The probabilistic, rather than deterministic, basis of the methodology is “a new way of thinking and represents a significant advancement,” Holmes says.
The method, tested against real buildings, can be used to rank older concrete structures. Building officials can then set priorities for mandatory retrofits and owners can identify dangerous structures. “We are giving the engineer an efficient, standardized methodology, with minimal calculations,” to figure out, for about $15,000, the collapse hazard, Holmes says. A more complicated, nonlinear time-history analysis would cost about $50,000.
The method, which presupposes available drawings for a building, estimates the probability of story collapse based on story-drift demand, column gravity-load-carrying capacity and other factors, extrapolating a collapse probability. The goal is to develop a methodology that is comparable to the U.S. seismic retrofit standard (known as ASCE-41) in terms of ease of use, but one that yields gradations of risk, rather than pass-fail results.
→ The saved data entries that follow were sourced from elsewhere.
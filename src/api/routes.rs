//! API Routes
//!
//! Configures the Axum router with all cache server endpoints.

use axum::{
    routing::{delete, get},
    Router,
};
use tower_http::{
    cors::{Any, CorsLayer},
    trace::TraceLayer,
};

use super::handlers::{
    clear_handler, delete_handler, get_handler, health_handler, set_handler, stats_handler,
    stores_handler, AppState,
};

/// Creates the main router with all endpoints configured.
///
/// # Endpoints
/// - `GET /stores` - List store names
/// - `DELETE /stores/:store` - Clear a store
/// - `GET /stats/:store` - Store statistics
/// - `PUT /stores/:store/:key` - Store a payload
/// - `GET /stores/:store/:key` - Retrieve a payload
/// - `DELETE /stores/:store/:key` - Remove a payload
/// - `GET /health` - Health check endpoint
///
/// # Middleware
/// - CORS: Allows any origin (configurable for production)
/// - Tracing: Logs all requests for debugging
pub fn create_router(state: AppState) -> Router {
    // Configure CORS middleware
    let cors = CorsLayer::new()
        .allow_origin(Any)
        .allow_methods(Any)
        .allow_headers(Any);

    Router::new()
        .route("/stores", get(stores_handler))
        .route("/stores/:store", delete(clear_handler))
        .route("/stats/:store", get(stats_handler))
        .route(
            "/stores/:store/:key",
            get(get_handler).put(set_handler).delete(delete_handler),
        )
        .route("/health", get(health_handler))
        .layer(cors)
        .layer(TraceLayer::new_for_http())
        .with_state(state)
}

#[cfg(test)]
mod tests {
    use super::*;
    use crate::config::Config;
    use axum::{
        body::Body,
        http::{Request, StatusCode},
    };
    use tower::util::ServiceExt;

    fn create_test_app() -> Router {
        create_router(AppState::from_config(&Config::default()))
    }

    #[tokio::test]
    async fn test_health_endpoint() {
        let app = create_test_app();

        let response = app
            .oneshot(
                Request::builder()
                    .uri("/health")
                    .body(Body::empty())
                    .unwrap(),
            )
            .await
            .unwrap();

        assert_eq!(response.status(), StatusCode::OK);
    }

    #[tokio::test]
    async fn test_stores_endpoint() {
        let app = create_test_app();

        let response = app
            .oneshot(
                Request::builder()
                    .uri("/stores")
                    .body(Body::empty())
                    .unwrap(),
            )
            .await
            .unwrap();

        assert_eq!(response.status(), StatusCode::OK);
    }

    #[tokio::test]
    async fn test_set_endpoint() {
        let app = create_test_app();

        let response = app
            .oneshot(
                Request::builder()
                    .method("PUT")
                    .uri("/stores/roles/all")
                    .header("content-type", "application/json")
                    .body(Body::from(r#"{"value":"hello"}"#))
                    .unwrap(),
            )
            .await
            .unwrap();

        assert_eq!(response.status(), StatusCode::OK);
    }

    #[tokio::test]
    async fn test_get_not_found() {
        let app = create_test_app();

        let response = app
            .oneshot(
                Request::builder()
                    .uri("/stores/roles/nonexistent")
                    .body(Body::empty())
                    .unwrap(),
            )
            .await
            .unwrap();

        assert_eq!(response.status(), StatusCode::NOT_FOUND);
    }
}
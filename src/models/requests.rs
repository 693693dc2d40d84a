//! Request DTOs for the cache server API
//!
//! Defines the structure of incoming HTTP request bodies.

use serde::Deserialize;

/// Maximum allowed key and store name length in bytes
pub const MAX_KEY_LENGTH: usize = 256;

/// Request body for PUT /stores/:store/:key
///
/// # Fields
/// - `value`: The payload to store
/// - `ttl`: Optional TTL in seconds (uses default if not specified)
#[derive(Debug, Clone, Deserialize)]
pub struct SetRequest {
    /// The payload to store
    pub value: String,
    /// Optional TTL in seconds
    #[serde(default)]
    pub ttl: Option<u64>,
}

impl SetRequest {
    /// Validates the request body against the payload size limit.
    ///
    /// Returns an error message if validation fails, None if valid.
    pub fn validate(&self, max_value_size: usize) -> Option<String> {
        if self.value.len() > max_value_size {
            return Some(format!(
                "Value exceeds maximum size of {} bytes",
                max_value_size
            ));
        }
        None
    }
}

/// Validates a store name or key taken from the request path.
///
/// Returns an error message if validation fails, None if valid.
pub fn validate_name(kind: &str, name: &str) -> Option<String> {
    if name.is_empty() {
        return Some(format!("{} cannot be empty", kind));
    }
    if name.len() > MAX_KEY_LENGTH {
        return Some(format!(
            "{} exceeds maximum length of {} bytes",
            kind, MAX_KEY_LENGTH
        ));
    }
    None
}
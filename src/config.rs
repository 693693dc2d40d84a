//! Configuration Module
//!
//! Handles loading server configuration from environment variables.

use std::env;
use std::str::FromStr;

/// Server configuration parameters.
///
/// All values can be configured via environment variables with sensible defaults.
#[derive(Debug, Clone, PartialEq, Eq)]
pub struct Config {
    /// TTL in seconds for writes that do not specify one
    pub default_ttl: u64,
    /// HTTP server port
    pub server_port: u16,
    /// Largest accepted payload in bytes
    pub max_value_size: usize,
}

impl Config {
    /// Creates a new Config by loading values from environment variables.
    ///
    /// # Environment Variables
    /// - `DEFAULT_TTL` - Default TTL in seconds (default: 300)
    /// - `SERVER_PORT` - HTTP server port (default: 3000)
    /// - `MAX_VALUE_SIZE` - Maximum payload size in bytes (default: 1 MiB)
    pub fn from_env() -> Self {
        let defaults = Self::default();
        Self {
            default_ttl: env_or("DEFAULT_TTL", defaults.default_ttl),
            server_port: env_or("SERVER_PORT", defaults.server_port),
            max_value_size: env_or("MAX_VALUE_SIZE", defaults.max_value_size),
        }
    }
}

impl Default for Config {
    fn default() -> Self {
        Self {
            default_ttl: 300,
            server_port: 3000,
            max_value_size: 1024 * 1024,
        }
    }
}

/// Parses `name` from the environment, falling back to `default` when unset
/// or malformed.
fn env_or<T: FromStr>(name: &str, default: T) -> T {
    env::var(name)
        .ok()
        .and_then(|v| v.parse().ok())
        .unwrap_or(default)
}

#[cfg(test)]
mod tests {
    use super::*;

    #[test]
    fn test_config_default() {
        let config = Config::default();
        assert_eq!(config.default_ttl, 300);
        assert_eq!(config.server_port, 3000);
        assert_eq!(config.max_value_size, 1024 * 1024);
    }

    #[test]
    fn test_config_from_env_defaults() {
        // Clear any existing env vars to test defaults
        env::remove_var("DEFAULT_TTL");
        env::remove_var("SERVER_PORT");
        env::remove_var("MAX_VALUE_SIZE");

        assert_eq!(Config::from_env(), Config::default());
    }

    #[test]
    fn test_env_or_falls_back_on_garbage() {
        env::set_var("TTL_STORES_TEST_GARBAGE", "not-a-number");
        assert_eq!(env_or("TTL_STORES_TEST_GARBAGE", 7u64), 7);

        env::set_var("TTL_STORES_TEST_GARBAGE", "42");
        assert_eq!(env_or("TTL_STORES_TEST_GARBAGE", 7u64), 42);
        env::remove_var("TTL_STORES_TEST_GARBAGE");
    }
}
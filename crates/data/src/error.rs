use reqwest::StatusCode;
use thiserror::Error;

/// Errors raised by the DeDust data source.
///
/// Every variant is transient from the monitor's point of view: network
/// failures, timeouts, non-success statuses and malformed bodies all get
/// the same log-backoff-retry treatment.
#[derive(Debug, Error)]
pub enum FetchError {
    /// The request failed or timed out before a response arrived.
    #[error("request to {url} failed")]
    Http {
        url: String,
        #[source]
        source: reqwest::Error,
    },
    /// The API answered with a non-success status.
    #[error("bad status code {status} from {url}")]
    Status { url: String, status: StatusCode },
    /// The body did not match the expected wire format.
    #[error("failed to decode response from {url}")]
    Decode {
        url: String,
        #[source]
        source: serde_json::Error,
    },
}
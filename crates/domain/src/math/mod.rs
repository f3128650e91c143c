//! AMM invariant formulas.
//!
//! Both modules work on reserves already normalized by `10^decimals` and
//! quote fee-free: the pool's trade fee is never applied here.

pub mod stable;
pub mod volatile;
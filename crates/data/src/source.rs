use crate::error::FetchError;
use async_trait::async_trait;
use tontracker_domain::{Pool, Trade};

/// Read access to a DEX data source.
///
/// The monitoring loop consumes this trait instead of the concrete client
/// so tests can substitute scripted responses.
#[async_trait]
pub trait PoolDataSource: Send + Sync {
    /// Fetches every available pool snapshot.
    async fn fetch_pools(&self) -> Result<Vec<Pool>, FetchError>;

    /// Fetches up to `page_size` trades of `pool_address`, ordered
    /// ascending by logical time.
    ///
    /// `after_lt` restricts the page to trades strictly newer than the
    /// cursor; `None` returns the most recent trades. May return fewer
    /// trades than requested.
    async fn fetch_trades(
        &self,
        pool_address: &str,
        page_size: Option<u32>,
        after_lt: Option<u128>,
    ) -> Result<Vec<Trade>, FetchError>;
}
ASCE-41 is known to be conservative. “If you use ASCE-41 as a criteria, way too many buildings would require retrofits and way too much money would be spent,” says Holmes.
The effort is funded by nearly $4 million from the Federal Emergency Management Agency, which next year will publish “FEMA P-1100: Seismic Evaluation of Older Concrete Frame, Frame-Wall, and Bearing Wall Buildings for Collapse Potential.”
The other ATC effort, called “ATC-134 Performance-Based Seismic Engineering: Benchmarking of Existing Building Evaluation Methodologies” and funded by some $1 million from the National Institute of Science and Technology, is scheduled for 2019 completion. Using ASCE-41-17 and seismic retrofit codes in Europe, New Zealand, Taiwan and Japan, the team expects to assess objectively the accuracy of the codes’ evaluation methods by modeling predicted damage—based on drawings of quake-damaged buildings and their nearby ground motions—and comparing the results to the actual damage, says Russell Berkowitz, senior associate at Forell/Elsesser Engineers Inc. and ATC-134 project director.
Three- to 20-story damaged buildings have been selected in Mexico City, Southern California, Taiwan and Japan.
“There is no sense ASCE-41 is not accurate, but there has been no systematic benchmarking to compare the [code] book versus the real world,” says Berkowitz.